I'm in the same boat. I started a thread yesterday asking about hang tags, I didn't know the terminology before yesterday. I think a business card is excessive in size.


----------



## Comin'OutSwingin (Oct 28, 2005)

Go check out a few hang tags at your local mall. A business card is very small compared to most you will see.

2 inches wide and 3 inches long is really not very big at all. Especially once you attach it to a shirt. It looks very small.

That's why the OP can't really find anything smaller. It's the standard size for a reason.

You get any smaller, and whatever you're printing is going to barely be legible.

Unless you're just going for your logo on the tag, of course.


----------



## DMS (Jan 28, 2007)

Consider that your hangtag can be a distintive and eye catching weapon against your competitors once displayed at the point of sale!!! I like them od-shape od-color and eye catching for this reason...


----------



## Irpud (Jan 13, 2008)

Yeah, I just want my logo put on the hang tag.

Yes, my shirts will have labels on the inside of the shirt. I haven't found many people who do both, though.


----------



## spudlauncher (Aug 9, 2007)

Is the logo the only thing going to be on the tag? Thats REALLY small


----------



## wob (Apr 16, 2008)

Irpud, if you find a company that will do 1" cards, let me know

I'm currently looking for hang tags that are 3x12cm


----------



## Jones (Jan 12, 2008)

Hey Irpud, I just had tags printed, 2.5 x 1", with perforation, and I think that they look fantastic. Just my logo. You've probably already gotten yours made, but if you haven't, I used monkeydrive.net. Now I just have to find a small hole punch!


----------



## splathead (Dec 4, 2005)

Sounds like some of the posters were confusing labels for hang tags.

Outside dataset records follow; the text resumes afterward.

use std::env;
use std::path::PathBuf;
use std::process::ExitCode;

use anyhow::{Context, Result};
use clap::{Parser, Subcommand};
use log::{info, warn};
use phenomatch::analyzer::CommandAnalyzer;
use phenomatch::prompt::{FixedAnswer, TerminalConfirm};
use phenomatch::{config, render, storage, Category, Session};
use phenomatch_core::Confirm;

#[derive(Parser)]
#[command(name = "phenomatch")]
#[command(version, about = "Rank phenotype reference faces by similarity to a photo")]
struct Cli {
    /// Config file (defaults to the platform config dir)
    #[arg(long, global = true)]
    config: Option<PathBuf>,

    #[command(subcommand)]
    command: Commands,
}

#[derive(Subcommand)]
enum Commands {
    /// Analyze a photo and print the closest phenotypes
    Analyze {
        /// Photo to analyze
        image: PathBuf,
        /// Catalog file (overrides config)
        #[arg(short, long)]
        catalog: Option<PathBuf>,
        /// Skip gender detection gating and use this category
        #[arg(long)]
        category: Option<Category>,
        /// Number of rows to show (overrides config)
        #[arg(short, long)]
        top: Option<usize>,
        /// Accept low-confidence predictions without asking
        #[arg(long, conflicts_with = "no")]
        yes: bool,
        /// Reject low-confidence predictions without asking
        #[arg(long)]
        no: bool,
        /// Print the leaderboard as JSON
        #[arg(long)]
        json: bool,
    },
    /// Load the catalog and report anything that failed to decode
    Inspect {
        /// Catalog file (overrides config)
        #[arg(short, long)]
        catalog: Option<PathBuf>,
    },
    /// Open config file in editor
    Config,
}

fn main() -> ExitCode {
    env_logger::builder()
        .filter_level(log::LevelFilter::Info)
        .parse_default_env()
        .format_target(false)
        .format_timestamp(None)
        .init();

    let cli = Cli::parse();
    match run(cli) {
        Ok(code) => code,
        Err(e) => {
            eprintln!("{:#}", e);
            ExitCode::FAILURE
        }
    }
}

fn run(cli: Cli) -> Result<ExitCode> {
    let mut cfg = config::load_config(cli.config.as_deref())?;

    match cli.command {
        Commands::Analyze {
            image,
            catalog,
            category,
            top,
            yes,
            no,
            json,
        } => {
            if let Some(path) = catalog {
                cfg.catalog = path;
            }
            if let Some(n) = top {
                cfg.top_n = n;
            }
            let confirm: Box<dyn Confirm> = if yes || no {
                Box::new(FixedAnswer(yes))
            } else {
                Box::new(TerminalConfirm)
            };
            analyze(cfg, &image, category, confirm, json)
        }
        Commands::Inspect { catalog } => {
            if let Some(path) = catalog {
                cfg.catalog = path;
            }
            inspect(&cfg)
        }
        Commands::Config => open_config(cli.config),
    }
}

fn analyze(
    cfg: config::Config,
    image: &std::path::Path,
    forced: Option<Category>,
    mut confirm: Box<dyn Confirm>,
    json: bool,
) -> Result<ExitCode> {
    let mut analyzer =
        CommandAnalyzer::new(&cfg.analyzer).context("Failed to initialize face analyzer")?;
    let session = Session::open(cfg).context("Failed to load phenotype data")?;

    match session.analyze(image, &mut analyzer, confirm.as_mut(), forced) {
        Ok(analysis) => {
            info!("{}", render::score_report_text(&analysis.scores));
            if json {
                println!("{}", serde_json::to_string_pretty(&analysis.leaderboard)?);
            } else {
                println!("{}", render::leaderboard_text(&analysis.leaderboard));
            }
            Ok(ExitCode::SUCCESS)
        }
        Err(e) => {
            warn!("{}", e);
            eprintln!("{}", e);
            Ok(ExitCode::FAILURE)
        }
    }
}

fn inspect(cfg: &config::Config) -> Result<ExitCode> {
    let (catalog, report) =
        storage::load_catalog(&cfg.catalog).context("Failed to load phenotype data")?;

    let primaries = catalog.groups.iter().filter(|g| g.primary.is_some()).count();
    let degenerate = catalog.groups.iter().filter(|g| g.is_degenerate()).count();
    println!(
        "{} groups ({} with a primary entry, {} empty), {} entries",
        catalog.groups.len(),
        primaries,
        degenerate,
        catalog.entry_count()
    );

    if report.is_clean() {
        println!("All entries decoded.");
    } else {
        println!("{} decode issue(s):", report.issues.len());
        print!("{}", render::decode_report_text(&report));
    }
    Ok(ExitCode::SUCCESS)
}

fn open_config(path: Option<PathBuf>) -> Result<ExitCode> {
    let config_path = path.unwrap_or_else(|| config::CONFIG_PATH.clone());
    if !config_path.exists() {
        config::save_config(&config::Config::default(), Some(&config_path))
            .context("Failed to write default config")?;
    }
    let editor = env::var("EDITOR").unwrap_or_else(|_| "vi".to_string());

    info!("Opening config file: {:?}", config_path);

    let status = std::process::Command::new(editor)
        .arg(&config_path)
        .status()
        .context("Failed to open editor")?;

    if !status.success() {
        anyhow::bail!("Editor exited with non-zero status");
    }

    Ok(ExitCode::SUCCESS)
}
use dialoguer::Confirm as Dialog;
use phenomatch_core::category::prompt_text;
use phenomatch_core::{Category, Confirm};

/// Terminal yes/no prompt for low-confidence predictions.
#[derive(Debug, Default)]
pub struct TerminalConfirm;

impl Confirm for TerminalConfirm {
    fn confirm(&mut self, predicted: Category, confidence: f32) -> std::io::Result<bool> {
        Dialog::new()
            .with_prompt(prompt_text(predicted, confidence))
            .default(true)
            .interact()
            .map_err(|e| std::io::Error::new(std::io::ErrorKind::Other, e))
    }
}

/// Answers every prompt the same way. Used with `--yes`/`--no` and in tests.
#[derive(Debug, Clone, Copy)]
pub struct FixedAnswer(pub bool);

impl Confirm for FixedAnswer {
    fn confirm(&mut self, predicted: Category, confidence: f32) -> std::io::Result<bool> {
        log::info!(
            "{} -> {}",
            prompt_text(predicted, confidence),
            if self.0 { "yes" } else { "no" }
        );
        Ok(self.0)
    }
}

Check out MOO.com | We love to print. They make full color cards the size you are looking for. I have ordered business cards from them. Warning: They ain't cheap and they are in England! But shipping is pretty fast.


----------



## tacticalops (Apr 29, 2008)

i'm new to this forum. 

but here is my idea. 

why dont you have your hang tags made to the standard business card size, but have your logo printed on each have of the card, then have your card cut in half. Then instead of having 500 cards you have 1000 card for the same price.

we get flyers cut out here for $1.oo per cut.

would recommend having the cards made locally in your town, that way you can tell them exactly what you want.


----------